- _Stored data entries_:
[Start of section]

// Local crates
use crate::helpers::converters::{
    deserialize_error_code, deserialize_nullable_string, deserialize_platform_timestamp,
};

// External crates
use chrono::{DateTime, Utc};
use serde::{Deserialize, Serialize};

/// Debugger alert from the monitor API.
#[derive(Debug, Clone, Default, PartialEq, Eq, Serialize, Deserialize)]
pub struct Alert {
    #[serde(default)]
    pub sid: String,
    #[serde(default, deserialize_with = "deserialize_platform_timestamp")]
    pub date_created: DateTime<Utc>,
    #[serde(default, deserialize_with = "deserialize_nullable_string")]
    pub log_level: String,
    #[serde(default, deserialize_with = "deserialize_error_code")]
    pub error_code: String,
    /// URL-encoded payload, usually `Msg=...&parserMessage=...`.
    #[serde(default, deserialize_with = "deserialize_nullable_string")]
    pub alert_text: String,
}

/// Message resource from the REST API.
#[derive(Debug, Clone, Default, PartialEq, Eq, Serialize, Deserialize)]
pub struct Message {
    #[serde(default)]
    pub sid: String,
    #[serde(default, deserialize_with = "deserialize_platform_timestamp")]
    pub date_updated: DateTime<Utc>,
    #[serde(default, deserialize_with = "deserialize_nullable_string")]
    pub direction: String,
    #[serde(default, deserialize_with = "deserialize_nullable_string")]
    pub status: String,
    #[serde(default, deserialize_with = "deserialize_nullable_string")]
    pub body: String,
    #[serde(default, deserialize_with = "deserialize_nullable_string")]
    pub from: String,
    #[serde(default, deserialize_with = "deserialize_nullable_string")]
    pub to: String,
}

/// Call resource from the REST API.
#[derive(Debug, Clone, Default, PartialEq, Eq, Serialize, Deserialize)]
pub struct Call {
    #[serde(default)]
    pub sid: String,
    #[serde(default, deserialize_with = "deserialize_platform_timestamp")]
    pub date_updated: DateTime<Utc>,
    #[serde(default, deserialize_with = "deserialize_nullable_string")]
    pub direction: String,
    #[serde(default, deserialize_with = "deserialize_nullable_string")]
    pub status: String,
    #[serde(default, deserialize_with = "deserialize_nullable_string")]
    pub from: String,
    #[serde(default, deserialize_with = "deserialize_nullable_string")]
    pub to: String,
}

/// The three record lists returned by one poll, in fetch order.
#[derive(Debug, Clone, Default)]
pub struct FetchedEvents {
    pub alerts: Vec<Alert>,
    pub messages: Vec<Message>,
    pub calls: Vec<Call>,
}

impl FetchedEvents {
    /// Records across all three listings.
    pub fn total(&self) -> usize {
        self.alerts.len() + self.messages.len() + self.calls.len()
    }
}

/// Paging metadata carried by monitor API list responses.
#[derive(Debug, Default, Deserialize)]
pub struct PageMeta {
    #[serde(default)]
    pub next_page_url: Option<String>,
}

#[derive(Debug, Deserialize)]
pub struct AlertPage {
    #[serde(default)]
    pub alerts: Vec<Alert>,
    #[serde(default)]
    pub meta: PageMeta,
}

#[derive(Debug, Deserialize)]
pub struct MessagePage {
    #[serde(default)]
    pub messages: Vec<Message>,
    #[serde(default)]
    pub next_page_uri: Option<String>,
}

#[derive(Debug, Deserialize)]
pub struct CallPage {
    #[serde(default)]
    pub calls: Vec<Call>,
    #[serde(default)]
    pub next_page_uri: Option<String>,
}

/// A single page of a list response: its records and the link to the next page.
///
/// REST API pages link with a path relative to the API host (`next_page_uri`), monitor
/// API pages with an absolute URL (`meta.next_page_url`). Both are returned as-is and
/// resolved by the caller.
pub trait ListPage {
    type Record;

    fn into_parts(self) -> (Vec<Self::Record>, Option<String>);
}

impl ListPage for AlertPage {
    type Record = Alert;

    fn into_parts(self) -> (Vec<Alert>, Option<String>) {
        (self.alerts, self.meta.next_page_url)
    }
}

impl ListPage for MessagePage {
    type Record = Message;

    fn into_parts(self) -> (Vec<Message>, Option<String>) {
        (self.messages, self.next_page_uri)
    }
}

impl ListPage for CallPage {
    type Record = Call;

    fn into_parts(self) -> (Vec<Call>, Option<String>) {
        (self.calls, self.next_page_uri)
    }
}

/// Error body returned by both APIs on non-2xx responses.
#[derive(Debug, Default, Deserialize)]
pub struct ApiErrorBody {
    #[serde(default)]
    pub code: Option<i64>,
    #[serde(default)]
    pub message: Option<String>,
    #[serde(default)]
    pub status: Option<u16>,
}

#[cfg(test)]
mod tests {
    use super::*;
    use chrono::TimeZone;

    #[test]
    fn alert_page_decodes_nulls_and_numeric_codes() {
        let body = r#"{
            "alerts": [{
                "sid": "NO11111111111111111111111111111111",
                "log_level": "warning",
                "error_code": 11200,
                "alert_text": null,
                "date_created": "1969-02-24T20:40:30Z"
            }],
            "meta": { "next_page_url": null }
        }"#;

        let page: AlertPage = serde_json::from_str(body).unwrap();
        let (alerts, next) = page.into_parts();

        assert_eq!(next, None);
        assert_eq!(alerts.len(), 1);
        assert_eq!(alerts[0].error_code, "11200");
        assert_eq!(alerts[0].alert_text, "");
        assert_eq!(
            alerts[0].date_created,
            Utc.with_ymd_and_hms(1969, 2, 24, 20, 40, 30).unwrap()
        );
    }

    #[test]
    fn message_page_reads_rfc2822_dates() {
        let body = r#"{
            "messages": [{
                "sid": "SM1",
                "status": "delivered",
                "direction": "outbound-api",
                "body": "hello",
                "from": "+15551234567",
                "to": "+15557654321",
                "date_updated": "Wed, 14 Oct 2026 12:00:00 +0000"
            }],
            "next_page_uri": "/2010-04-01/Accounts/AC1/Messages.json?Page=1"
        }"#;

        let page: MessagePage = serde_json::from_str(body).unwrap();
        let (messages, next) = page.into_parts();

        assert_eq!(next.as_deref(), Some("/2010-04-01/Accounts/AC1/Messages.json?Page=1"));
        assert_eq!(
            messages[0].date_updated,
            Utc.with_ymd_and_hms(2026, 10, 14, 12, 0, 0).unwrap()
        );
    }
}
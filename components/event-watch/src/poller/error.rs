// Local crates
use crate::source::source::SourceError;

/// Exit status for rejected options.
pub const VALIDATION_EXIT_CODE: i32 = 1;
/// Exit status for failures that carry no platform error code.
pub const GENERIC_EXIT_CODE: i32 = 1;

/// A single rejected option combination.
#[derive(Debug, Clone, PartialEq, Eq, thiserror::Error)]
pub enum ValidationError {
    #[error("Cannot specify an end date when streaming.")]
    EndDateWhileStreaming,
    #[error("Cannot specify a start date in the future when streaming.")]
    FutureStartDate,
    #[error("The start date must not be after the end date.")]
    StartAfterEnd,
    #[error("Unknown property '{0}', expected one of: date, type, code, text.")]
    UnknownProperty(String),
    #[error("At least one property must be selected.")]
    NoProperties,
}

/// Everything that ends a watch early.
#[derive(Debug, thiserror::Error)]
pub enum WatchError {
    /// One line per violated rule.
    #[error("{}", join_lines(.0))]
    Validation(Vec<ValidationError>),
    #[error(transparent)]
    Fetch(#[from] SourceError),
    #[error("failed to write events: {0}")]
    Output(#[from] std::io::Error),
}

impl WatchError {
    /// Process exit status for this failure.
    ///
    /// Fetch failures exit with the platform's error code when there is one.
    pub fn exit_code(&self) -> i32 {
        match self {
            WatchError::Validation(_) => VALIDATION_EXIT_CODE,
            WatchError::Fetch(err) => err
                .code()
                .and_then(|code| i32::try_from(code).ok())
                .filter(|code| *code != 0)
                .unwrap_or(GENERIC_EXIT_CODE),
            WatchError::Output(_) => GENERIC_EXIT_CODE,
        }
    }
}

fn join_lines(errors: &[ValidationError]) -> String {
    errors
        .iter()
        .map(ToString::to_string)
        .collect::<Vec<_>>()
        .join("\n")
}
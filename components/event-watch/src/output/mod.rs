pub mod columns;
pub mod sink;
pub mod converters;
pub mod load_config;
pub mod shutdown;
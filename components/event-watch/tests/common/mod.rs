#![allow(dead_code)]

// External crates
use bytes::Bytes;
use http_body_util::Full;
use hyper::{
    body::Incoming,
    header::{AUTHORIZATION, CONTENT_TYPE, HOST},
    http::{Request, Response, StatusCode},
    service::service_fn,
};
use hyper_util::{
    rt::{TokioExecutor, TokioIo},
    server::conn::auto::Builder as HyperServerBuilder,
};
use std::{
    convert::Infallible,
    net::SocketAddr,
    sync::{Arc, Mutex},
};
use tokio::net::TcpListener;

/// What the mock platform saw for one request.
#[derive(Debug, Clone)]
pub struct RecordedRequest {
    pub path: String,
    pub query: String,
    pub host: String,
    pub authorization: Option<String>,
}

pub type Responder = dyn Fn(&RecordedRequest) -> (StatusCode, String) + Send + Sync;

/// A local stand-in for both platform APIs, serving JSON from `responder`.
pub struct MockPlatform {
    pub addr: SocketAddr,
    requests: Arc<Mutex<Vec<RecordedRequest>>>,
}

impl MockPlatform {
    pub async fn start<F>(responder: F) -> Self
    where
        F: Fn(&RecordedRequest) -> (StatusCode, String) + Send + Sync + 'static,
    {
        let listener = TcpListener::bind("127.0.0.1:0").await.unwrap();
        let addr = listener.local_addr().unwrap();
        let requests = Arc::new(Mutex::new(Vec::new()));
        let responder: Arc<Responder> = Arc::new(responder);

        let recorded = requests.clone();
        tokio::spawn(async move {
            loop {
                let Ok((stream, _)) = listener.accept().await else {
                    return;
                };

                let io = TokioIo::new(stream);
                let recorded = recorded.clone();
                let responder = responder.clone();

                let service = service_fn(move |req: Request<Incoming>| {
                    let recorded = recorded.clone();
                    let responder = responder.clone();
                    async move {
                        let request = RecordedRequest {
                            path: req.uri().path().to_string(),
                            query: req.uri().query().unwrap_or_default().to_string(),
                            host: req
                                .headers()
                                .get(HOST)
                                .and_then(|v| v.to_str().ok())
                                .unwrap_or_default()
                                .to_string(),
                            authorization: req
                                .headers()
                                .get(AUTHORIZATION)
                                .and_then(|v| v.to_str().ok())
                                .map(str::to_string),
                        };
                        let (status, body) = responder(&request);
                        recorded.lock().unwrap().push(request);

                        Ok::<_, Infallible>(
                            Response::builder()
                                .status(status)
                                .header(CONTENT_TYPE, "application/json")
                                .body(Full::new(Bytes::from(body)))
                                .unwrap(),
                        )
                    }
                });

                tokio::spawn(async move {
                    let _ = HyperServerBuilder::new(TokioExecutor::new())
                        .serve_connection(io, service)
                        .await;
                });
            }
        });

        Self { addr, requests }
    }

    pub fn base_url(&self) -> String {
        format!("http://{}", self.addr)
    }

    pub fn requests(&self) -> Vec<RecordedRequest> {
        self.requests.lock().unwrap().clone()
    }

    pub fn requests_to(&self, path_suffix: &str) -> Vec<RecordedRequest> {
        self.requests()
            .into_iter()
            .filter(|r| r.path.ends_with(path_suffix))
            .collect()
    }
}

pub const ACCOUNT_SID: &str = "AC123";
pub const AUTH_TOKEN: &str = "secret";
/// `Basic base64("AC123:secret")`.
pub const BASIC_AUTH: &str = "Basic QUMxMjM6c2VjcmV0";

pub fn empty_page(path: &str) -> String {
    if path.ends_with("/v1/Alerts") {
        r#"{"alerts": [], "meta": {"next_page_url": null}}"#.to_string()
    } else if path.ends_with("/Messages.json") {
        r#"{"messages": [], "next_page_uri": null}"#.to_string()
    } else {
        r#"{"calls": [], "next_page_uri": null}"#.to_string()
    }
}
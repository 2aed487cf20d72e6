pub mod clock;
pub mod error;
pub mod options;
#[allow(clippy::module_inception)]
pub mod poller;
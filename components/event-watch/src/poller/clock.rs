// External crates
use chrono::{DateTime, Utc};
use std::future::Future;
use std::sync::{Arc, Mutex, PoisonError};
use std::time::Duration;

/// Time source for the poll loop: the current instant and a way to wait.
pub trait Clock {
    fn now(&self) -> DateTime<Utc>;

    fn sleep(&self, duration: Duration) -> impl Future<Output = ()> + Send;
}

/// Wall clock backed by `chrono` and `tokio::time`.
#[derive(Debug, Clone, Copy, Default)]
pub struct SystemClock;

impl Clock for SystemClock {
    fn now(&self) -> DateTime<Utc> {
        Utc::now()
    }

    async fn sleep(&self, duration: Duration) {
        tokio::time::sleep(duration).await;
    }
}

/// Clock that only moves when slept on. Sleeping returns immediately after advancing
/// the clock, so a poll loop can be driven without real delays.
#[derive(Debug, Clone)]
pub struct ManualClock {
    now: Arc<Mutex<DateTime<Utc>>>,
    slept: Arc<Mutex<Vec<Duration>>>,
}

impl ManualClock {
    pub fn starting_at(now: DateTime<Utc>) -> Self {
        Self {
            now: Arc::new(Mutex::new(now)),
            slept: Arc::new(Mutex::new(Vec::new())),
        }
    }

    pub fn advance(&self, duration: Duration) {
        let mut now = self.now.lock().unwrap_or_else(PoisonError::into_inner);
        *now += chrono::Duration::from_std(duration).unwrap_or(chrono::Duration::zero());
    }

    /// Every duration passed to [`Clock::sleep`] so far.
    pub fn sleeps(&self) -> Vec<Duration> {
        self.slept
            .lock()
            .unwrap_or_else(PoisonError::into_inner)
            .clone()
    }
}

impl Clock for ManualClock {
    fn now(&self) -> DateTime<Utc> {
        *self.now.lock().unwrap_or_else(PoisonError::into_inner)
    }

    async fn sleep(&self, duration: Duration) {
        self.slept
            .lock()
            .unwrap_or_else(PoisonError::into_inner)
            .push(duration);
        self.advance(duration);
        tokio::task::yield_now().await;
    }
}
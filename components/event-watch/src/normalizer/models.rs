// External crates
use chrono::{DateTime, Utc};
use std::fmt;

/// Event source category. Selects the field mapping and the dedup identity key.
#[derive(Debug, Clone, Copy, PartialEq, Eq, Hash)]
pub enum Category {
    Debugger,
    Message,
    Call,
}

impl Category {
    pub const ALL: [Category; 3] = [Category::Debugger, Category::Message, Category::Call];
}

impl fmt::Display for Category {
    fn fmt(&self, f: &mut fmt::Formatter<'_>) -> fmt::Result {
        f.write_str(match self {
            Category::Debugger => "debugger",
            Category::Message => "message",
            Category::Call => "call",
        })
    }
}

/// Classification shown in the `type` column.
#[derive(Debug, Clone, PartialEq, Eq)]
pub enum EventKind {
    /// Debugger alert, carrying its log level.
    Debugger(String),
    MessageIn,
    MessageOut,
    CallIn,
    CallOut,
}

impl fmt::Display for EventKind {
    fn fmt(&self, f: &mut fmt::Formatter<'_>) -> fmt::Result {
        match self {
            EventKind::Debugger(level) => f.write_str(level),
            EventKind::MessageIn => f.write_str("message[in]"),
            EventKind::MessageOut => f.write_str("message[out]"),
            EventKind::CallIn => f.write_str("call[in]"),
            EventKind::CallOut => f.write_str("call[out]"),
        }
    }
}

/// One row of the unified log view.
#[derive(Debug, Clone, PartialEq, Eq)]
pub struct LogEvent {
    pub date: DateTime<Utc>,
    pub kind: EventKind,
    pub code: String,
    pub text: String,
}

/// Display-time redaction switches (`--no-pii`).
#[derive(Debug, Clone, Copy, Default, PartialEq, Eq)]
pub struct Privacy {
    pub redact_pii: bool,
}
// Local crates
use crate::{
    helpers::converters::format_display_date, normalizer::models::LogEvent, output::columns,
};

// External crates
use serde::{Deserialize, Serialize};
use serde_json::{Map, Value};
use std::io::{self, Write};
use std::str::FromStr;
use tracing::instrument;

/// How batches are written to standard output.
#[derive(Debug, Clone, Copy, PartialEq, Eq, Default, Serialize, Deserialize, clap::ValueEnum)]
#[serde(rename_all = "lowercase")]
pub enum OutputFormat {
    /// Column-aligned table.
    #[default]
    Columns,
    /// One JSON object per event per line.
    Json,
    /// Tab-separated values.
    Tsv,
}

/// A displayable column of [`LogEvent`].
#[derive(Debug, Clone, Copy, PartialEq, Eq)]
pub enum Property {
    Date,
    Type,
    Code,
    Text,
}

impl Property {
    pub const DEFAULT_LIST: &'static str = "date, type, code, text";

    pub fn name(&self) -> &'static str {
        match self {
            Property::Date => "date",
            Property::Type => "type",
            Property::Code => "code",
            Property::Text => "text",
        }
    }

    pub fn heading(&self) -> &'static str {
        match self {
            Property::Date => "Date",
            Property::Type => "Type",
            Property::Code => "Code",
            Property::Text => "Text",
        }
    }

    /// Column width in the table view; `text` stretches to fill the terminal.
    pub fn fixed_width(&self) -> Option<usize> {
        match self {
            Property::Date => Some(20),
            Property::Type | Property::Code => Some(12),
            Property::Text => None,
        }
    }

    pub fn value(&self, event: &LogEvent) -> String {
        match self {
            Property::Date => format_display_date(&event.date),
            Property::Type => event.kind.to_string(),
            Property::Code => event.code.clone(),
            Property::Text => event.text.clone(),
        }
    }

    /// Parse a comma separated list such as `date, type, code, text`.
    ///
    /// Blank entries are ignored. On failure the unknown names are returned.
    pub fn parse_list(raw: &str) -> Result<Vec<Property>, Vec<String>> {
        let mut properties = Vec::new();
        let mut unknown = Vec::new();

        for name in raw.split(',').map(str::trim).filter(|n| !n.is_empty()) {
            match name.parse() {
                Ok(p) => properties.push(p),
                Err(()) => unknown.push(name.to_string()),
            }
        }

        if unknown.is_empty() {
            Ok(properties)
        } else {
            Err(unknown)
        }
    }
}

impl FromStr for Property {
    type Err = ();

    fn from_str(s: &str) -> Result<Self, Self::Err> {
        match s.to_ascii_lowercase().as_str() {
            "date" => Ok(Property::Date),
            "type" => Ok(Property::Type),
            "code" => Ok(Property::Code),
            "text" => Ok(Property::Text),
            _ => Err(()),
        }
    }
}

/// Writes batches of events, printing headers only with the first non-empty batch.
#[derive(Debug)]
pub struct OutputSink<W: Write> {
    writer: W,
    format: OutputFormat,
    properties: Vec<Property>,
    widths: Vec<usize>,
    color: bool,
    show_headers: bool,
}

impl<W: Write> OutputSink<W> {
    pub fn new(
        writer: W,
        format: OutputFormat,
        properties: Vec<Property>,
        terminal_width: usize,
        color: bool,
    ) -> Self {
        let widths = columns::column_widths(&properties, terminal_width);

        Self {
            writer,
            format,
            properties,
            widths,
            color,
            show_headers: true,
        }
    }

    /// Write one batch. Empty batches write nothing and leave header state alone.
    #[instrument(
        name = "event_watch_output::emit",
        target = "output::sink::OutputSink",
        skip_all,
        level = "trace"
    )]
    pub fn emit(&mut self, events: &[LogEvent]) -> io::Result<()> {
        if events.is_empty() {
            return Ok(());
        }

        let rendered = match self.format {
            OutputFormat::Columns => columns::render(
                events,
                &self.properties,
                &self.widths,
                self.show_headers,
                self.color,
            ),
            OutputFormat::Json => self.render_json(events)?,
            OutputFormat::Tsv => self.render_tsv(events),
        };

        self.writer.write_all(rendered.as_bytes())?;
        self.writer.flush()?;

        tracing::trace!(
            events = events.len(),
            headers = self.show_headers,
            "Batch written to output"
        );
        self.show_headers = false;
        Ok(())
    }

    /// Whether the next non-empty batch will carry headers.
    pub fn headers_pending(&self) -> bool {
        self.show_headers
    }

    pub fn into_inner(self) -> W {
        self.writer
    }

    /// One object per event; keys keep the selection order.
    fn render_json(&self, events: &[LogEvent]) -> io::Result<String> {
        let mut out = String::new();

        for event in events {
            let object: Map<String, Value> = self
                .properties
                .iter()
                .map(|p| (p.name().to_string(), Value::String(p.value(event))))
                .collect();

            out.push_str(&serde_json::to_string(&object)?);
            out.push('\n');
        }

        Ok(out)
    }

    fn render_tsv(&self, events: &[LogEvent]) -> String {
        let mut out = String::new();

        if self.show_headers {
            let names: Vec<&str> = self.properties.iter().map(Property::name).collect();
            out.push_str(&names.join("\t"));
            out.push('\n');
        }

        for event in events {
            let cells: Vec<String> = self
                .properties
                .iter()
                .map(|p| p.value(event).replace(['\t', '\n', '\r'], " "))
                .collect();
            out.push_str(&cells.join("\t"));
            out.push('\n');
        }

        out
    }
}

[End of section]

- _WORK TO COMPLETE_: Reply with only the number of lines in the entries that contain the word "await".

- _ANSWER TO THIS TASK_: 5